King Canute may have had trouble stopping the tide, but not Tony. The Highways England traffic officer (TO) has simply to flick a couple of switches and the tide of cars pounding along the M26 in Kent slows to a crawl and, eventually, to a stop.
Minutes earlier, as we were travelling in the opposite direction, he’d spied the bonnet of a car – the remains of a recent accident – in the central reservation, just inches from the outside lane. There’s a strong wind and Tony reckons that it could blow the bonnet into the road.
So he’s going to move it, and to do that, he must stop the traffic. At the flick of the switch on the Land Rover Discovery’s ‘rolling road’ control panel, the LED message board at the rear of the vehicle displays ‘Slow down’. I turn around in my seat to see the few cars following us fall back. Tony wants to build up a head of traffic so that the lanes behind us become clogged, preventing an impatient driver making a break for it.

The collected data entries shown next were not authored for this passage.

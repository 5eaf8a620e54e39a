//! CLI for the issue mirror.
//!
//! Mirrors milestones, labels, issues and comments from a GitHub repository
//! to a GitHub Enterprise repository, preserving numbering and authorship.

use clap::Parser;
use issue_mirror::{
    IssueSelector, MirrorSettings, Operations, RunSummary, Runner, RunnerConfig, RunnerError,
    DEFAULT_SETTINGS_FILE, SOURCE_PASSWORD_ENV,
};
use std::io::{self, BufRead, Write};
use std::path::PathBuf;
use std::process::ExitCode;
use tracing::{error, info};
use tracing_subscriber::{fmt, prelude::*, EnvFilter};

/// Issue Mirror - Copy GitHub milestones, labels and issues to GitHub Enterprise.
#[derive(Parser, Debug)]
#[command(author, version, about, long_about = None)]
struct Args {
    /// Path to the settings file.
    #[arg(long, default_value = DEFAULT_SETTINGS_FILE)]
    config: PathBuf,

    /// Source password or personal access token.
    #[arg(long, env = SOURCE_PASSWORD_ENV, hide_env_values = true)]
    password: Option<String>,

    /// Ignore mirror notifications for every collaborator.
    #[arg(long)]
    notifications: bool,

    /// Mirror milestones, preserving their numbers.
    #[arg(long)]
    milestones: bool,

    /// Mirror labels.
    #[arg(long)]
    labels: bool,

    /// Issues to migrate, e.g. "5-8" or "5,9,7".
    #[arg(short, long, value_name = "SELECTOR")]
    issues: Option<IssueSelector>,

    /// Enable debug logging.
    #[arg(short, long)]
    verbose: bool,

    /// Preview changes without touching the mirror.
    #[arg(long, visible_alias = "test")]
    dry_run: bool,

    /// Seconds to wait after every write to the mirror.
    #[arg(short, long, value_name = "SECONDS", default_value_t = 0)]
    delay: u64,

    /// Skip the confirmation prompt.
    #[arg(short = 'y', long)]
    yes: bool,
}

impl Args {
    fn operations(&self) -> Operations {
        Operations {
            notifications: self.notifications,
            milestones: self.milestones,
            labels: self.labels,
            issues: self.issues.clone(),
        }
    }
}

#[tokio::main]
async fn main() -> ExitCode {
    let args = Args::parse();

    init_tracing(args.verbose);

    // octocrab's rustls needs a process-wide crypto provider
    let _ = rustls::crypto::aws_lc_rs::default_provider().install_default();

    match run(args).await {
        Ok(Some(summary)) => {
            print_summary(&summary);

            if summary.has_failures() {
                ExitCode::from(1)
            } else {
                ExitCode::from(0)
            }
        }
        Ok(None) => {
            info!("Cancelled");
            ExitCode::from(0)
        }
        Err(e) => {
            error!(error = %e, "Critical failure");
            ExitCode::from(2)
        }
    }
}

/// Initializes tracing with environment filter support.
///
/// Uses compact single-line output. `--verbose` forces the `debug` level,
/// which also surfaces octocrab's request tracing; otherwise `RUST_LOG` is
/// honoured with `info` as the fallback.
fn init_tracing(verbose: bool) {
    let filter = if verbose {
        EnvFilter::new("debug")
    } else {
        EnvFilter::try_from_default_env().unwrap_or_else(|_| EnvFilter::new("info"))
    };

    tracing_subscriber::registry()
        .with(fmt::layer().compact().with_target(false))
        .with(filter)
        .init();
}

/// Main execution logic. Returns `None` if the user declined to proceed.
async fn run(args: Args) -> Result<Option<RunSummary>, RunnerError> {
    let settings = MirrorSettings::load(&args.config)?;

    let mut config = RunnerConfig::new(settings, args.operations(), args.dry_run, args.delay);
    if let Some(password) = args.password {
        config = config.with_password(password);
    }
    let runner = Runner::new(config)?;

    if !args.dry_run && !args.yes && !confirm(&runner) {
        return Ok(None);
    }

    runner.run().await.map(Some)
}

/// Asks before writing to the mirror. Anything but an answer starting with
/// `y` cancels.
fn confirm(runner: &Runner) -> bool {
    print!(
        "Are you sure you want to mirror '{}' to '{}'? [yes|no] ",
        runner.source(),
        runner.mirror()
    );
    if io::stdout().flush().is_err() {
        return false;
    }

    let mut answer = String::new();
    match io::stdin().lock().read_line(&mut answer) {
        Ok(_) => answer.trim_start().to_lowercase().starts_with('y'),
        Err(_) => false,
    }
}

/// Prints the final run summary.
fn print_summary(summary: &RunSummary) {
    println!("\nSummary:");
    println!(
        "  Mode: {}",
        if summary.dry_run { "Dry Run" } else { "Live" }
    );
    println!(
        "  Notifications suppressed: {}",
        summary.notifications_suppressed
    );
    println!("  Milestones created: {}", summary.milestones_created);
    println!(
        "  Placeholders materialized: {}",
        summary.placeholders_materialized
    );
    if let Some(failure) = &summary.milestone_failure {
        println!("  Milestones failed: {failure}");
    }
    println!("  Labels created: {}", summary.labels_created);
    println!("  Labels rejected: {}", summary.labels_rejected);
    println!(
        "  Issues migrated: {} ({} pull requests)",
        summary.issues_migrated, summary.pull_requests_migrated
    );
    println!("  Comments replicated: {}", summary.comments_replicated);
    println!("  Issues closed: {}", summary.issues_closed);
    println!("  Pacing waits: {}", summary.pacing_waits);

    for outcome in &summary.issues {
        let mirror = outcome
            .mirror_number
            .map_or_else(|| "-".to_string(), |number| format!("#{number}"));
        println!(
            "    #{} -> {} [{}] {}",
            outcome.number, mirror, outcome.stage, outcome.title
        );
    }
}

Mike, his colleague and our driver, positions the car in the middle of the motorway and, as the abandoned bonnet comes into view, he slows to a crawl before swinging the wheel and pulling up at an angle. Tony flicks the switch marked ‘Stop’.
I look behind again. The two lanes are thick with cars and trucks, all of them at a standstill. Tony jumps out and drags the discarded bonnet to the nearside verge, from where it’ll be retrieved later by a recovery crew.
It’s hard not to feel a twinge of sympathy for the drivers behind us. There you are, late for a business meeting and here, in the words of one popular pundit, is one of those ‘motorway Wombles: a fat bloke with facial hair and a Napoleon complex’, holding you up and ruining your day.
True, Tony has a beard, and both he and Mike are not exactly svelte (an hour earlier, we stopped for what they called a ‘strategic Greggs’ at Clackett Lane Services) but both deny they have a Napoleon complex.
“We’re not frustrated coppers,” says Tony, who used to work in the control centre at Southern Water (Mike is a qualified advanced driving instructor), after he has climbed back into the car and extinguished the ‘Stop’ message. “In fact, sometimes, we get frustrated with the coppers.”